Je n’arrive pas à équilibrer car un ange pèse plus lourd ce soir, et pas le bon :
– ce que tu as fait aujourd’hui est impardonnable
– j’ai pourtant fait plein de choses bien dans la journée
– tu as laissé accuser ton frère à ta place
– mais j’avais peur de mes parents
– et c’est mieux de laisser accuser ton frère à ta place ?
– lui, il l’a déjà fait
– cela est son problème
– qu’est ce je dois faire aujourd’hui pour ne pas aller en enfer si je meurs ce soir ?
– prie pour ne pas mourir, et demande à tes anges de t’aider à trouver le chemin
– s’il te plait, ne me laisse pas mourir ce soir.
Silence de mes deux anges…
Je suis toute seule ce soir avec ma peur… je n’ai que sept ans…
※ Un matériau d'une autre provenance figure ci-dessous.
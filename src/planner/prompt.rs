//! Plan prompt construction.

use super::context::{PlanScope, WorkspaceContext};

/// Build the structured planning prompt: goal, scope, target, inferred
/// project context, and the output constraints the parser depends on
/// (enumerated task types, positional dependency indices, call budget).
pub fn build_plan_prompt(goal: &str, context: &WorkspaceContext, max_ai_calls: u32) -> String {
    let mut prompt = format!(
        r#"## Planning Request

**Goal**: {}
**Scope**: {}
**Target**: {}
"#,
        goal,
        context.scope,
        context.target.display()
    );

    match context.scope {
        PlanScope::File => {
            if let Some(ref file) = context.file {
                prompt.push_str(&format!(
                    "**File extension**: {}\n\n**File content**:\n```\n{}\n```\n",
                    file.extension, file.content
                ));
            }
        }
        PlanScope::Folder => {
            if !context.entries.is_empty() {
                prompt.push_str("\n**Directory entries**:\n");
                for entry in &context.entries {
                    prompt.push_str(&format!("- {} ({:?})\n", entry.name, entry.kind));
                }
            }
        }
        PlanScope::Repository => {
            if let Some(project_type) = context.project_type {
                prompt.push_str(&format!("**Project type**: {}\n", project_type));
            }
        }
    }

    if let Some(ref error) = context.error {
        prompt.push_str(&format!("\n**Context note**: {}\n", error));
    }

    prompt.push_str(&format!(
        r#"
---

## Requirements

Respond with a JSON array of task objects and nothing else. Each object:

- "type": one of "file_conversion", "module_conversion", "terminal_command", "analysis"
- "title": short imperative summary
- "description": what to do and why
- "target": path the task touches (file, directory, or working directory)
- "priority": 1-10, higher runs sooner
- "dependencies": array of ZERO-BASED INDICES into this same array
- "user_approval_required": true for anything that modifies files or runs commands
- "estimated_duration_secs": advisory estimate

Constraints:
- At most {} AI calls are available for this whole plan; do not propose tasks that require more.
- Keep the list minimal; prefer fewer, well-scoped tasks.
- Dependencies must be acyclic."#,
        max_ai_calls
    ));

    prompt
}

#[cfg(test)]
mod tests {
    use super::*;
    use crate::planner::context::{FileContext, PlanScope, ProjectType};
    use std::path::PathBuf;

    #[test]
    fn prompt_embeds_goal_scope_and_constraints() {
        let context = WorkspaceContext {
            scope: PlanScope::Repository,
            target: PathBuf::from("/repo"),
            file: None,
            entries: Vec::new(),
            project_type: Some(ProjectType::React),
            error: None,
        };

        let prompt = build_plan_prompt("make forms accessible", &context, 5);
        assert!(prompt.contains("make forms accessible"));
        assert!(prompt.contains("repository"));
        assert!(prompt.contains("react"));
        assert!(prompt.contains("ZERO-BASED INDICES"));
        assert!(prompt.contains("At most 5 AI calls"));
    }

    #[test]
    fn file_scope_embeds_content() {
        let context = WorkspaceContext {
            scope: PlanScope::File,
            target: PathBuf::from("/repo/app.tsx"),
            file: Some(FileContext {
                content: "<button/>".to_string(),
                extension: "tsx".to_string(),
            }),
            entries: Vec::new(),
            project_type: None,
            error: None,
        };

        let prompt = build_plan_prompt("fix buttons", &context, 5);
        assert!(prompt.contains("<button/>"));
        assert!(prompt.contains("tsx"));
    }

    #[test]
    fn context_error_is_surfaced_as_note() {
        let context = WorkspaceContext {
            scope: PlanScope::File,
            target: PathBuf::from("/gone.ts"),
            file: None,
            entries: Vec::new(),
            project_type: None,
            error: Some("failed to read file: not found".to_string()),
        };

        let prompt = build_plan_prompt("goal", &context, 5);
        assert!(prompt.contains("Context note"));
        assert!(prompt.contains("not found"));
    }
}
C’est peut-être le moment de faire attention à toutes les peurs que l’on porte déjà en nous. Quand un éternuement rime avec un coup de poing dans la gueule, quand on voit son voisin comme son pire ennemi, on peut penser que le vrai virus est déjà là depuis longtemps dans nos têtes bien lavées par la peur. Alors si j’ai quelque chose à vous dire, protégez-vous de tous les virus, avec ou sans visages.
Dialogue intérieur (Catherine L)
Je suis parfaite, j’en ai plein la tête
J’aime faire la fête, manger des cacahuètes
Faire de la bicyclette
Comme je vous le dis je suis parfaite
Je suis coquette, je sens la violette
J’adore la tartiflette
Qu’importe je ne vous donnerai pas ma recette.
J’aurais dû (Annie)
Quand on vit au quotidien avec quelqu’un, on remarque facilement les petites choses qui nous agacent, mais ceux qui vivent avec nous, quelles remarques gardent-ils sous silence pour ne pas nous heurter ?
En ce qui me concerne, je pense que je dois agacer certains avec ma formule préférée : « on aurait dû », lorsque les choses ne se mettent pas comme je veux.
Je vous donne un exemple, lorsque j’ai un rendez-vous prévu de longue date, juste avant de partir je trouve une multitude de choses à faire à la dernière minute, je me laisse peu de temps pour le trajet pour me rendre à ce rendez-vous, ensuite dans la voiture je ne cesse de me répéter :
– Comment t’as fait, tu t’es levée très tôt et te voilà sur la route à regarder ta montre et à craindre de ne pas arriver à temps !
– Doucement ! ce n’est pas grave, tu vas y arriver, il n’y a pas trop de monde sur la route.
– Quelle idée d’avoir voulu absolument étendre le linge, préparer le repas de midi, payer la facture du garage, avant mon départ, j’aurais dû partir plus tôt… Je vais être en retard !
– Ce n’est pas grave, au pire la personne qui m’attend sera comme moi en retard et ça ne paraitra pas.
– Oh là là !! J’aurais dû partir plus tôt ! En plus, à l’heure qu’il est, il n’y a plus de place pour se garer !
– Mais ça va aller ! Je suis arrivée avant l’heure, j’aurais pu partir plus tard !!!
Bonjour à tous, j’ai vu la neige tomber dans mon jardin ce matin. Il faut une sacrée volonté pour courir Lise, et merci pour ce moment de partage avec toi-même,
Oh Catherine, avec ton petit poème léger, et moi aussi j’aime la tartiflette,
Annie, tu es sur tous les fronts, en plus tu arrives à l’heure à ton rendez-vous, bravo.